Stored data:
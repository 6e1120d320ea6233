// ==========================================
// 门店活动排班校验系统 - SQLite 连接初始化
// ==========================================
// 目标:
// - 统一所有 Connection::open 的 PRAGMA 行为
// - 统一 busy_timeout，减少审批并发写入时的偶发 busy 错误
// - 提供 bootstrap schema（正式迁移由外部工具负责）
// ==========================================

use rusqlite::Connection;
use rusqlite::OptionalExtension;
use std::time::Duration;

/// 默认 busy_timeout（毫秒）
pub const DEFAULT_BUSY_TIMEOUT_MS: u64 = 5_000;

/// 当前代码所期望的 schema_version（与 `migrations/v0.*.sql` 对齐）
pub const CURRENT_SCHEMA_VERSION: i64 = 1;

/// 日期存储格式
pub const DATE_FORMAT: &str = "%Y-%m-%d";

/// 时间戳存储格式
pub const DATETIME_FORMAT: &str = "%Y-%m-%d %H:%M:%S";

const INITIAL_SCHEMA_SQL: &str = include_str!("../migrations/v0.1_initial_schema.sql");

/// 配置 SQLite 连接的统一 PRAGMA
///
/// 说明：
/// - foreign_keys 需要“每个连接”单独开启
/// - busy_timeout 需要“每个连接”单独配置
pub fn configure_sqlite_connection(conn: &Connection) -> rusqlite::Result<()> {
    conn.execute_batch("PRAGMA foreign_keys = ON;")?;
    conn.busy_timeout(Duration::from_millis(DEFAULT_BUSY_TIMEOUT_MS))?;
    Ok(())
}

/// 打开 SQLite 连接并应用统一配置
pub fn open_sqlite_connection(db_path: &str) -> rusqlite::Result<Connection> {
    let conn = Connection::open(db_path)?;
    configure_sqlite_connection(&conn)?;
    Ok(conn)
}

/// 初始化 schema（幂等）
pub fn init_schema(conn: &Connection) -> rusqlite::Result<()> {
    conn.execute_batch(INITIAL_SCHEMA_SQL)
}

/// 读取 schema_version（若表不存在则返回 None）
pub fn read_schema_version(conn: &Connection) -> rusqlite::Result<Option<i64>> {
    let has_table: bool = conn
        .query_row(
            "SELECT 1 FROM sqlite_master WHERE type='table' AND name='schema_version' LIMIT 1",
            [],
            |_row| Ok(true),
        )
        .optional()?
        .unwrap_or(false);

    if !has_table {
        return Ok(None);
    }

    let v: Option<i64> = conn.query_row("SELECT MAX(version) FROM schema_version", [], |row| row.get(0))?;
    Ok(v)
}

==

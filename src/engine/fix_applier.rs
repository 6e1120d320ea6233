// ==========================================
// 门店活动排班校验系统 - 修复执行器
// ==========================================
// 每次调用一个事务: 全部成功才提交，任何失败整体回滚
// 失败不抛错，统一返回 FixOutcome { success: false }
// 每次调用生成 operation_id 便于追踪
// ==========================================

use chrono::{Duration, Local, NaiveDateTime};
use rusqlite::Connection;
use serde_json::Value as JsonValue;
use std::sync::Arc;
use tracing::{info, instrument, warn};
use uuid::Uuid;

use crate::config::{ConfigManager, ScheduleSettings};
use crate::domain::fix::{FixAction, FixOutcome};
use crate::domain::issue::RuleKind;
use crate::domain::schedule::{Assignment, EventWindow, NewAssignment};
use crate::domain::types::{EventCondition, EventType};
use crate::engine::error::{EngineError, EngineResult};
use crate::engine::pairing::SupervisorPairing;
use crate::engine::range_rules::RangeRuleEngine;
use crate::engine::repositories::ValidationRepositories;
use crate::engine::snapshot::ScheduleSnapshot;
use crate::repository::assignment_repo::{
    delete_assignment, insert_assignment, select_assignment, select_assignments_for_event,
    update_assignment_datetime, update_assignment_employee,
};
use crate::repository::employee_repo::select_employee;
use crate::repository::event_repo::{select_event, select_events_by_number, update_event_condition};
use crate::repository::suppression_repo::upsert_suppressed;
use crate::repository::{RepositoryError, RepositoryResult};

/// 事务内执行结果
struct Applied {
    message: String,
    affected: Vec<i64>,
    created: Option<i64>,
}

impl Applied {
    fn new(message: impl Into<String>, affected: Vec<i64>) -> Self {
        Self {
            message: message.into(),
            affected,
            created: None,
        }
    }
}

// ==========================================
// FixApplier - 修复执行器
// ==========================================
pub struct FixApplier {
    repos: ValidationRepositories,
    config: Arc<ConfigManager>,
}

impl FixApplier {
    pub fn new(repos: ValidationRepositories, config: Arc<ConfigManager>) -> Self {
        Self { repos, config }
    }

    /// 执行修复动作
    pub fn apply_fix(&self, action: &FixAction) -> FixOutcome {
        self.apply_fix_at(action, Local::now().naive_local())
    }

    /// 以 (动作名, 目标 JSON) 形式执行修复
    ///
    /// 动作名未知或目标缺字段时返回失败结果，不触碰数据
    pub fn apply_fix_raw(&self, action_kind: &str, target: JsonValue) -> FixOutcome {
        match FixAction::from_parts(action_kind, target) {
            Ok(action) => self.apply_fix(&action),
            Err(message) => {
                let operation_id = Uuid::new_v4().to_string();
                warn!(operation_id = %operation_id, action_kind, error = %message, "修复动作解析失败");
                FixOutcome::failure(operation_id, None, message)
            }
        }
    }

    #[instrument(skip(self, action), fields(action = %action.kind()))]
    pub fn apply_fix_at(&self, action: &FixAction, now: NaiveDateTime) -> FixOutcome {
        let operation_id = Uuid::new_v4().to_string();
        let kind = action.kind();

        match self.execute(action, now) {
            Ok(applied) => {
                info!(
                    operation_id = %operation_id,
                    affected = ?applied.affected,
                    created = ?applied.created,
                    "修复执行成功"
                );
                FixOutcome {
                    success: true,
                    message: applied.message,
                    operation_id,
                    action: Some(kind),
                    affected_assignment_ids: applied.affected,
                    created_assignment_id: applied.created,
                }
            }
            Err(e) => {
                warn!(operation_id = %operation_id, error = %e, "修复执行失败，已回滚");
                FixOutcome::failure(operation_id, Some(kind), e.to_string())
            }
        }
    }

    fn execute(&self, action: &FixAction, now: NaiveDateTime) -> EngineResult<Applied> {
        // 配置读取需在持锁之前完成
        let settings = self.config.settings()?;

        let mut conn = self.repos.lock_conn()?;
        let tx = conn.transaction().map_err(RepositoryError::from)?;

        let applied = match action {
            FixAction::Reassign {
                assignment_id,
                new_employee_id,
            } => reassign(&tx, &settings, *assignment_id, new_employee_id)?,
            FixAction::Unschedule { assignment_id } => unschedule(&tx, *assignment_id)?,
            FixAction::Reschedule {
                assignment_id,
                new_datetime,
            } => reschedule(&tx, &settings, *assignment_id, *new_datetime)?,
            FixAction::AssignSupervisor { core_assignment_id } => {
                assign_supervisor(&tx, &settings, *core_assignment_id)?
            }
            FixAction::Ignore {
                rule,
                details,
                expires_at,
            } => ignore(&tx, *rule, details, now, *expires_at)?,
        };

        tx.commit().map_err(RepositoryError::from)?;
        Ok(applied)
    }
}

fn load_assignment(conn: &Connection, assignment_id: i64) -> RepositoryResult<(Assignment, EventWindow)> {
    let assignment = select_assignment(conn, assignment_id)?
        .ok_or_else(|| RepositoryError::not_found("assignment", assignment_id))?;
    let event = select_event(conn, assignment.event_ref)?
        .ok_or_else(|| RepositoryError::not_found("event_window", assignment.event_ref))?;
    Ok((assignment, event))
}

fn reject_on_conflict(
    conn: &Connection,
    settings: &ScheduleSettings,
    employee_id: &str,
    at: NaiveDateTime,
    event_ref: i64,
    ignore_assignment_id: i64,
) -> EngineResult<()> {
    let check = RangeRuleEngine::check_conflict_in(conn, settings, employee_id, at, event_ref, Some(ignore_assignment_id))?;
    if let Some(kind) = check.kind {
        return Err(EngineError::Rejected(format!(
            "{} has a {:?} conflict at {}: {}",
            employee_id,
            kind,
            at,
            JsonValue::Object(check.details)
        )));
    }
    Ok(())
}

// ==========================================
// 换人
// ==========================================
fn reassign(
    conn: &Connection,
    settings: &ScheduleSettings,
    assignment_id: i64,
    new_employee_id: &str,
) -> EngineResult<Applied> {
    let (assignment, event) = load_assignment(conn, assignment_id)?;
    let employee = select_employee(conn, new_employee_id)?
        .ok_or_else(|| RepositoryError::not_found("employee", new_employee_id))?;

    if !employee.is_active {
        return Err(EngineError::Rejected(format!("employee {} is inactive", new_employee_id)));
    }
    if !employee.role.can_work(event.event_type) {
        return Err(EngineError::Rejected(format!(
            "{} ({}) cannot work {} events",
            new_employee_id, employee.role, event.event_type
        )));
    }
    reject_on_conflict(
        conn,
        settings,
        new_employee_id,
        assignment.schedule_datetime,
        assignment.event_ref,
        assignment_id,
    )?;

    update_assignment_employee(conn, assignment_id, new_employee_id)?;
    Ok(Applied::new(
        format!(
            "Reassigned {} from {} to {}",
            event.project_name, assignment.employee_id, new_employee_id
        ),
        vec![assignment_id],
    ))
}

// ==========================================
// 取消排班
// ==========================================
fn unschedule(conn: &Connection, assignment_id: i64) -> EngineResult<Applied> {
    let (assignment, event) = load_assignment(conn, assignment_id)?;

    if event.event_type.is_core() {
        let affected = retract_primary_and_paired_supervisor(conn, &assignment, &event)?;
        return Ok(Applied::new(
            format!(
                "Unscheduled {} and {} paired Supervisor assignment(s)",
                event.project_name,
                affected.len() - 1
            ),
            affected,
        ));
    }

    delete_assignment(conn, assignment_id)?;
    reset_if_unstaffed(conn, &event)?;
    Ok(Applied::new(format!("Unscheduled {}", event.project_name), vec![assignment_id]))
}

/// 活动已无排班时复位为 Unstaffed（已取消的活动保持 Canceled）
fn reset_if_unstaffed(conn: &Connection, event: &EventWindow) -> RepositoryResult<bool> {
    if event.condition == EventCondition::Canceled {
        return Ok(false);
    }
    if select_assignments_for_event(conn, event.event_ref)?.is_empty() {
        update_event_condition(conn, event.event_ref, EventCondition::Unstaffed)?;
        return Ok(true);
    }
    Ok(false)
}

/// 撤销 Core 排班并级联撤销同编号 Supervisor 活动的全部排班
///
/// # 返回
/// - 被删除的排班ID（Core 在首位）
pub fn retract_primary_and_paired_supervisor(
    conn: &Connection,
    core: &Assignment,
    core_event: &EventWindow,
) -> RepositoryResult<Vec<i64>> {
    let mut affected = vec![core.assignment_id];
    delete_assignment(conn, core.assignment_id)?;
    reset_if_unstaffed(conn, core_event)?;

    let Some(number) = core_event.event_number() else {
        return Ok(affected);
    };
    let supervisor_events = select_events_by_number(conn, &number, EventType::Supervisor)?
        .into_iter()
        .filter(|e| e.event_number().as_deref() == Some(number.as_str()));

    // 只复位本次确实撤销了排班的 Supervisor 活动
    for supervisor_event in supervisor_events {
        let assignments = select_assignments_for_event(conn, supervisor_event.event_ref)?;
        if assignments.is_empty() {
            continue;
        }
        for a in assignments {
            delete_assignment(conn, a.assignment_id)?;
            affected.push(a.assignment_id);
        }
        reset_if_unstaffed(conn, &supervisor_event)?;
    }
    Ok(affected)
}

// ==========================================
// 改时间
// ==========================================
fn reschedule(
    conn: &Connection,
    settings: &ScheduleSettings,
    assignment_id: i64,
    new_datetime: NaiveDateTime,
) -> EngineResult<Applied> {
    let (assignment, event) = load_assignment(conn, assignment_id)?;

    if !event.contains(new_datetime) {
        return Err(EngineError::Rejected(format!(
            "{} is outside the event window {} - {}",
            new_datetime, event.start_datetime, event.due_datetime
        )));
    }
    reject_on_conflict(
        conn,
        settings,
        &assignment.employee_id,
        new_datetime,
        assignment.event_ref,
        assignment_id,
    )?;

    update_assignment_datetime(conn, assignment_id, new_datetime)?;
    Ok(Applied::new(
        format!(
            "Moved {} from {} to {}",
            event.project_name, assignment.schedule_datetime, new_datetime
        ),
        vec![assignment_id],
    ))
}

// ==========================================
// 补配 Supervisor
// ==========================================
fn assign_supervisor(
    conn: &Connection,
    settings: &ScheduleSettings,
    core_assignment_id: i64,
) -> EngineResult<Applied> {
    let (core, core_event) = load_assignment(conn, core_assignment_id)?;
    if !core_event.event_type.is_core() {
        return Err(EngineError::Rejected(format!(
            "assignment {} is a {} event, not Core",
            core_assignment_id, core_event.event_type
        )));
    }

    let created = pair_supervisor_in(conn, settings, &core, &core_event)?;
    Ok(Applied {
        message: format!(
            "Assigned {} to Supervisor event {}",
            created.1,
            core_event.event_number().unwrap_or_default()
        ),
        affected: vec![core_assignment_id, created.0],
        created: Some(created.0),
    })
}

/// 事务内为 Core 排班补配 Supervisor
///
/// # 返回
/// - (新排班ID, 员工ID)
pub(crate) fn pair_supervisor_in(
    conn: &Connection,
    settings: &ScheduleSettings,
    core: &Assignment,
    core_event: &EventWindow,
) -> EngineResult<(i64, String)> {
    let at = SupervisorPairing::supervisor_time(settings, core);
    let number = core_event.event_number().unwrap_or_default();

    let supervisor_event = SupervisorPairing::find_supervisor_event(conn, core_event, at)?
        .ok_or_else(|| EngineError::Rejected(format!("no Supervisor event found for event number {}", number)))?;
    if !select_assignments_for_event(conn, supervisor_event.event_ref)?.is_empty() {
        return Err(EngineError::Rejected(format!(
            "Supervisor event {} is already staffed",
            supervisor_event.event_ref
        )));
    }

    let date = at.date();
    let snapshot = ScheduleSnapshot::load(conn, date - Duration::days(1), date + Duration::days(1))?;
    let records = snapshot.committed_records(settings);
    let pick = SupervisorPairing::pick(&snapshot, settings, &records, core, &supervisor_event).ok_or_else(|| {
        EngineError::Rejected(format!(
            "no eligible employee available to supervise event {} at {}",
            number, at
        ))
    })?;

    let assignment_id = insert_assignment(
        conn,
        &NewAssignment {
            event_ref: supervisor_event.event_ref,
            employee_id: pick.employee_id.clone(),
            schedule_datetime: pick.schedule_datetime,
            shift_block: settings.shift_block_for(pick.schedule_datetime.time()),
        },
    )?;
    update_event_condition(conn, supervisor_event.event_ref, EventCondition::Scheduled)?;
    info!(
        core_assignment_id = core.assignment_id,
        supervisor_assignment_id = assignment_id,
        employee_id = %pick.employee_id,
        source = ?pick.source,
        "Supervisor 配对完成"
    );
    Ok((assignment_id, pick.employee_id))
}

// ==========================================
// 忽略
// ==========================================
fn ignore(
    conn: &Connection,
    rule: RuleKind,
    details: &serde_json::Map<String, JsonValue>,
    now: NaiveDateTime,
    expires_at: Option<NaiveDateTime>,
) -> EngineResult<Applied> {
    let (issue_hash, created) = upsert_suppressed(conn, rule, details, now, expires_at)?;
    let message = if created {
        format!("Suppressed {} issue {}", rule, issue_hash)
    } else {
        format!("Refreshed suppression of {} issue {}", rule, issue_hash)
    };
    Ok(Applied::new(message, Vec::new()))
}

WORK REQUEST: Read the records above. Show each line that has the string "Uuid".

EXERCISE RESULT:
use uuid::Uuid;
                let operation_id = Uuid::new_v4().to_string();
        let operation_id = Uuid::new_v4().to_string();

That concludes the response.